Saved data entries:

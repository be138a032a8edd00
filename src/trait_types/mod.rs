//! Trait types: typed, validated attribute descriptors.
//!
//! A [`TraitType`] pairs a [`TraitKind`] (the type-specific validation and
//! default policy) with the options every trait shares: default source,
//! `allow_none`, `read_only`, help text and metadata. Traits are bound to
//! exactly one `(class, name)` site when their class is built, and every
//! get or set on an instance goes through [`TraitType::validate`].
//!
//! # Example
//!
//! ```
//! use traitconf::has_traits::{Class, HasTraits};
//! use traitconf::trait_types::{Int, TraitBuilder, Unicode};
//!
//! let class = Class::builder("Server")
//!     .add_trait("port", Int::new().min(1).max(65535).default_value(8080).config())
//!     .add_trait("host", Unicode::new().default_value("localhost"))
//!     .build();
//! let server = HasTraits::new(&class).unwrap();
//! assert_eq!(server.get("port").unwrap().as_int(), Some(8080));
//! assert!(server.set("port", 0).is_err());
//! ```

mod choice;
mod class_based;
mod container;
mod error;
mod misc;
mod numeric;
mod text;

use std::cell::OnceCell;
use std::fmt;
use std::ops::BitOr;
use std::rc::{Rc, Weak};

use indexmap::IndexMap;

use crate::describe::{Article, add_article, describe};
use crate::has_traits::{Class, ClassInner, HasTraits, Proposal};
use crate::value::Value;

pub use choice::{CaselessStrEnum, Enum, FuzzyEnum};
pub use class_based::{Instance, This, Type};
pub use container::{Dict, List, Set, Tuple};
pub use error::TraitError;
pub use misc::{Any, CRegExp, Callable, TcpAddress, Union};
pub use numeric::{Bool, Float, Int};
pub use text::{Bytes, DottedObjectName, ObjectName, Unicode};

pub(crate) use text::is_identifier;

/// Computes a value for an object, used for dynamic defaults.
pub type DefaultFn = Rc<dyn Fn(&HasTraits) -> Result<Value, TraitError>>;

/// Where a trait's default value comes from.
#[derive(Clone, Default)]
pub enum DefaultSource {
    /// The trait kind's own default (e.g. `0` for `Int`).
    #[default]
    Kind,
    /// A fixed value, deep-copied for every instance.
    Static(Value),
    /// A generator run against the instance on first read.
    Dynamic(DefaultFn),
}

/// Container shape of a trait, used by command-line loaders to pick
/// multiplicity and value parsing.
#[derive(Debug, Clone, Copy, PartialEq, Eq)]
pub enum ContainerKind {
    List,
    Set,
    Tuple,
    Dict,
}

/// Type-specific behavior of a trait.
pub trait TraitKind {
    /// Short type name, e.g. `Int`.
    fn type_name(&self) -> &'static str;

    /// Describes the accepted values, e.g. "an int".
    fn info(&self) -> String;

    /// Checks and coerces a value. `trait_type` is the descriptor owning this
    /// kind; errors should be built with [`TraitType::error`].
    ///
    /// # Errors
    ///
    /// Returns a [`TraitError`] when the value is not acceptable.
    fn validate(
        &self,
        trait_type: &Rc<TraitType>,
        obj: &HasTraits,
        value: Value,
    ) -> Result<Value, TraitError>;

    /// The kind's static default, if it has one.
    fn default_value(&self) -> Option<Value> {
        None
    }

    /// A per-instance default computed on first read, if the kind makes one.
    fn dynamic_default(&self) -> Option<Result<Value, TraitError>> {
        None
    }

    /// Traits nested inside this one (container elements, union members).
    fn nested(&self) -> Vec<Rc<TraitType>> {
        Vec::new()
    }

    /// Whether nested traits sit one level deeper (container elements) or at
    /// the same level (union members).
    fn nests_elements(&self) -> bool {
        true
    }

    /// Per-instance setup, run once when an instance is created.
    ///
    /// # Errors
    ///
    /// Returns a [`TraitError`] when setup cannot complete.
    fn instance_init(&self, _trait_type: &TraitType, _obj: &HasTraits) -> Result<(), TraitError> {
        Ok(())
    }

    /// Whether values are wrapped in eventful containers.
    fn is_eventful(&self) -> bool {
        false
    }

    /// Re-validates an eventful container after an in-place mutation.
    ///
    /// # Errors
    ///
    /// Returns a [`TraitError`] when the mutated contents are invalid.
    fn validate_mutation(
        &self,
        _trait_type: &Rc<TraitType>,
        _obj: &HasTraits,
        _value: &Value,
    ) -> Result<(), TraitError> {
        Ok(())
    }

    /// Container shape, if this is a container trait.
    fn container(&self) -> Option<ContainerKind> {
        None
    }
}

/// Where a trait is bound: its class, attribute name and nesting depth.
#[derive(Debug, Clone)]
pub(crate) struct Binding {
    class: Weak<ClassInner>,
    class_name: String,
    name: Option<String>,
    absolute_name: String,
    depth: usize,
}

/// A trait descriptor.
pub struct TraitType {
    kind: Box<dyn TraitKind>,
    default: DefaultSource,
    allow_none: bool,
    read_only: bool,
    help: String,
    metadata: IndexMap<String, Value>,
    binding: OnceCell<Binding>,
}

impl TraitType {
    /// Wraps a kind with default options.
    pub fn new(kind: impl TraitKind + 'static) -> Self {
        Self {
            kind: Box::new(kind),
            default: DefaultSource::Kind,
            allow_none: false,
            read_only: false,
            help: String::new(),
            metadata: IndexMap::new(),
            binding: OnceCell::new(),
        }
    }

    /// The kind's type name, e.g. `Int`.
    #[must_use]
    pub fn type_name(&self) -> &'static str {
        self.kind.type_name()
    }

    /// Describes accepted values, including `or None` when allowed.
    #[must_use]
    pub fn info(&self) -> String {
        let info = self.kind.info();
        if self.allow_none {
            format!("{info} or None")
        } else {
            info
        }
    }

    /// The attribute name, once bound. Nested element traits have none.
    #[must_use]
    pub fn name(&self) -> Option<&str> {
        self.binding.get().and_then(|b| b.name.as_deref())
    }

    /// The class that declared this trait, while it is alive.
    #[must_use]
    pub fn this_class(&self) -> Option<Class> {
        self.binding
            .get()
            .and_then(|b| b.class.upgrade())
            .map(Class::from_inner)
    }

    /// The name of the class that declared this trait, once bound.
    #[must_use]
    pub fn class_name(&self) -> Option<&str> {
        self.binding.get().map(|b| b.class_name.as_str())
    }

    #[must_use]
    pub const fn allows_none(&self) -> bool {
        self.allow_none
    }

    #[must_use]
    pub const fn is_read_only(&self) -> bool {
        self.read_only
    }

    #[must_use]
    pub fn help_text(&self) -> &str {
        &self.help
    }

    /// Looks up one metadata entry.
    #[must_use]
    pub fn metadata(&self, key: &str) -> Option<&Value> {
        self.metadata.get(key)
    }

    /// All metadata entries, in tagging order.
    #[must_use]
    pub const fn metadata_map(&self) -> &IndexMap<String, Value> {
        &self.metadata
    }

    /// True when tagged `config=True`.
    #[must_use]
    pub fn is_configurable(&self) -> bool {
        self.metadata.get("config").is_some_and(Value::is_truthy)
    }

    #[must_use]
    pub fn is_eventful(&self) -> bool {
        self.kind.is_eventful()
    }

    #[must_use]
    pub fn container(&self) -> Option<ContainerKind> {
        self.kind.container()
    }

    /// The static default, or `Undefined` when the default is dynamic or
    /// missing. Used as the "previous" value of a never-set trait.
    #[must_use]
    pub fn static_default(&self) -> Value {
        match &self.default {
            DefaultSource::Static(value) => value.deep_copy(),
            DefaultSource::Dynamic(_) => Value::undefined(),
            DefaultSource::Kind => self.kind_default(),
        }
    }

    fn kind_default(&self) -> Value {
        self.kind.default_value().unwrap_or_else(|| {
            if self.allow_none {
                Value::None
            } else {
                Value::undefined()
            }
        })
    }

    /// Produces the trait-level default for `obj`, before validation.
    pub(crate) fn make_default(&self, obj: &HasTraits) -> Result<Value, TraitError> {
        match &self.default {
            DefaultSource::Static(value) => Ok(value.deep_copy()),
            DefaultSource::Dynamic(generate) => generate(obj),
            DefaultSource::Kind => self
                .kind
                .dynamic_default()
                .unwrap_or_else(|| Ok(self.kind_default())),
        }
    }

    /// Validates a value for `obj`: the `None` shortcut, the kind's own
    /// checks, then the object's cross-validator unless the lock is held.
    ///
    /// # Errors
    ///
    /// Returns the first [`TraitError`] raised by any stage.
    pub fn validate(self: &Rc<Self>, obj: &HasTraits, value: Value) -> Result<Value, TraitError> {
        if value.is_none() && self.allow_none {
            return Ok(value);
        }
        let value = self.kind.validate(self, obj, value)?;
        if obj.is_cross_validation_locked() {
            Ok(value)
        } else {
            self.cross_validate(obj, value)
        }
    }

    /// Runs the object's cross-validator registered for this trait's name.
    pub(crate) fn cross_validate(&self, obj: &HasTraits, value: Value) -> Result<Value, TraitError> {
        let Some(name) = self.name() else {
            return Ok(value);
        };
        match obj.validator_for(name) {
            Some(validator) => validator.call(&Proposal {
                owner: obj.clone(),
                name: name.to_owned(),
                value,
            }),
            None => Ok(value),
        }
    }

    pub(crate) fn validate_mutation(
        self: &Rc<Self>,
        obj: &HasTraits,
        value: &Value,
    ) -> Result<(), TraitError> {
        self.kind.validate_mutation(self, obj, value)
    }

    /// Builds the standard validation error for a rejected value.
    #[must_use]
    pub fn error(&self, obj: &HasTraits, value: &Value) -> TraitError {
        TraitError::Validation {
            subject: self.subject(obj, true),
            expected: self.info(),
            value: describe(Article::The, value),
        }
    }

    /// "The 'x' trait of a Foo instance", or "An element of ..." for
    /// nested traits.
    pub(crate) fn subject(&self, obj: &HasTraits, capital: bool) -> String {
        let owner = add_article(obj.class().name(), false, false);
        match self.binding.get() {
            Some(b) if b.depth == 0 => {
                let the = if capital { "The" } else { "the" };
                format!("{the} '{}' trait of {owner} instance", b.absolute_name)
            }
            Some(b) => {
                let an = if capital { "An" } else { "an" };
                format!("{an} element of the '{}' trait of {owner} instance", b.absolute_name)
            }
            None => add_article(&format!("{} trait", self.type_name()), true, capital),
        }
    }

    /// Top-level attribute name and nesting depth, for mutation events.
    pub(crate) fn lineage(&self) -> (String, usize) {
        self.binding
            .get()
            .map_or_else(|| (String::new(), 0), |b| (b.absolute_name.clone(), b.depth))
    }

    /// This trait followed by every trait nested inside it, at any depth.
    pub(crate) fn with_nested(self: &Rc<Self>) -> Vec<Rc<Self>> {
        let mut tree = vec![Rc::clone(self)];
        let mut next = 0;
        while let Some(current) = tree.get(next) {
            let nested = current.kind.nested();
            tree.extend(nested);
            next += 1;
        }
        tree
    }

    pub(crate) fn is_declared_by(&self, class: &Rc<ClassInner>) -> bool {
        self.binding
            .get()
            .is_some_and(|b| std::ptr::eq(b.class.as_ptr(), Rc::as_ptr(class)))
    }

    /// Binds the trait to its class. The first binding wins; nested traits
    /// are bound under the same top-level name.
    pub(crate) fn bind(
        &self,
        class: &Weak<ClassInner>,
        class_name: &str,
        name: Option<&str>,
        parent: Option<(&str, usize)>,
    ) {
        let (absolute_name, depth) = parent.map_or_else(
            || (name.unwrap_or_default().to_owned(), 0),
            |(absolute, depth)| (absolute.to_owned(), depth),
        );
        let binding = Binding {
            class: class.clone(),
            class_name: class_name.to_owned(),
            name: name.map(str::to_owned),
            absolute_name,
            depth,
        };
        if self.binding.set(binding).is_err() {
            return;
        }
        let Some(bound) = self.binding.get() else {
            return;
        };
        let step = usize::from(self.kind.nests_elements());
        for child in self.kind.nested() {
            child.bind(
                class,
                class_name,
                None,
                Some((&bound.absolute_name, bound.depth + step)),
            );
        }
    }

    pub(crate) fn instance_init(&self, obj: &HasTraits) -> Result<(), TraitError> {
        self.kind.instance_init(self, obj)?;
        for child in self.kind.nested() {
            child.instance_init(obj)?;
        }
        Ok(())
    }
}

impl fmt::Debug for TraitType {
    fn fmt(&self, f: &mut fmt::Formatter<'_>) -> fmt::Result {
        f.debug_struct("TraitType")
            .field("kind", &self.kind.type_name())
            .field("name", &self.name())
            .field("allow_none", &self.allow_none)
            .field("read_only", &self.read_only)
            .finish_non_exhaustive()
    }
}

/// Fluent options shared by every trait, available on kinds and on
/// already-built [`TraitType`]s alike.
pub trait TraitBuilder: Sized {
    /// Finishes the kind into a descriptor.
    fn into_trait(self) -> TraitType;

    /// Sets a static default value.
    #[must_use]
    fn default_value(self, value: impl Into<Value>) -> TraitType {
        let mut t = self.into_trait();
        t.default = DefaultSource::Static(value.into());
        t
    }

    /// Sets a default computed from the instance on first read.
    #[must_use]
    fn dynamic_default(
        self,
        generate: impl Fn(&HasTraits) -> Result<Value, TraitError> + 'static,
    ) -> TraitType {
        let mut t = self.into_trait();
        t.default = DefaultSource::Dynamic(Rc::new(generate));
        t
    }

    #[must_use]
    fn allow_none(self, allow: bool) -> TraitType {
        let mut t = self.into_trait();
        t.allow_none = allow;
        t
    }

    #[must_use]
    fn read_only(self, read_only: bool) -> TraitType {
        let mut t = self.into_trait();
        t.read_only = read_only;
        t
    }

    #[must_use]
    fn help(self, help: impl Into<String>) -> TraitType {
        let mut t = self.into_trait();
        t.help = help.into();
        t
    }

    /// Attaches a metadata entry.
    #[must_use]
    fn tag(self, key: impl Into<String>, value: impl Into<Value>) -> TraitType {
        let mut t = self.into_trait();
        t.metadata.insert(key.into(), value.into());
        t
    }

    /// Shorthand for `tag("config", true)`.
    #[must_use]
    fn config(self) -> TraitType {
        self.tag("config", true)
    }
}

impl<K: TraitKind + 'static> TraitBuilder for K {
    fn into_trait(self) -> TraitType {
        TraitType::new(self)
    }
}

impl TraitBuilder for TraitType {
    fn into_trait(self) -> TraitType {
        self
    }
}

impl<T: TraitBuilder> BitOr<T> for TraitType {
    type Output = Self;

    fn bitor(self, rhs: T) -> Self {
        Self::new(Union::new(vec![self, rhs.into_trait()]))
    }
}

#[cfg(test)]
#[path = "mod_tests.rs"]
mod tests;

> About this exercise
Your answer should be the exact lines above from the one with "let Some(name) = self.name()" through the one with "let an = if", both included, and nothing besides.

> Output of the exercise
        let Some(name) = self.name() else {
            return Ok(value);
        };
        match obj.validator_for(name) {
            Some(validator) => validator.call(&Proposal {
                owner: obj.clone(),
                name: name.to_owned(),
                value,
            }),
            None => Ok(value),
        }
    }

    pub(crate) fn validate_mutation(
        self: &Rc<Self>,
        obj: &HasTraits,
        value: &Value,
    ) -> Result<(), TraitError> {
        self.kind.validate_mutation(self, obj, value)
    }

    /// Builds the standard validation error for a rejected value.
    #[must_use]
    pub fn error(&self, obj: &HasTraits, value: &Value) -> TraitError {
        TraitError::Validation {
            subject: self.subject(obj, true),
            expected: self.info(),
            value: describe(Article::The, value),
        }
    }

    /// "The 'x' trait of a Foo instance", or "An element of ..." for
    /// nested traits.
    pub(crate) fn subject(&self, obj: &HasTraits, capital: bool) -> String {
        let owner = add_article(obj.class().name(), false, false);
        match self.binding.get() {
            Some(b) if b.depth == 0 => {
                let the = if capital { "The" } else { "the" };
                format!("{the} '{}' trait of {owner} instance", b.absolute_name)
            }
            Some(b) => {
                let an = if capital { "An" } else { "an" };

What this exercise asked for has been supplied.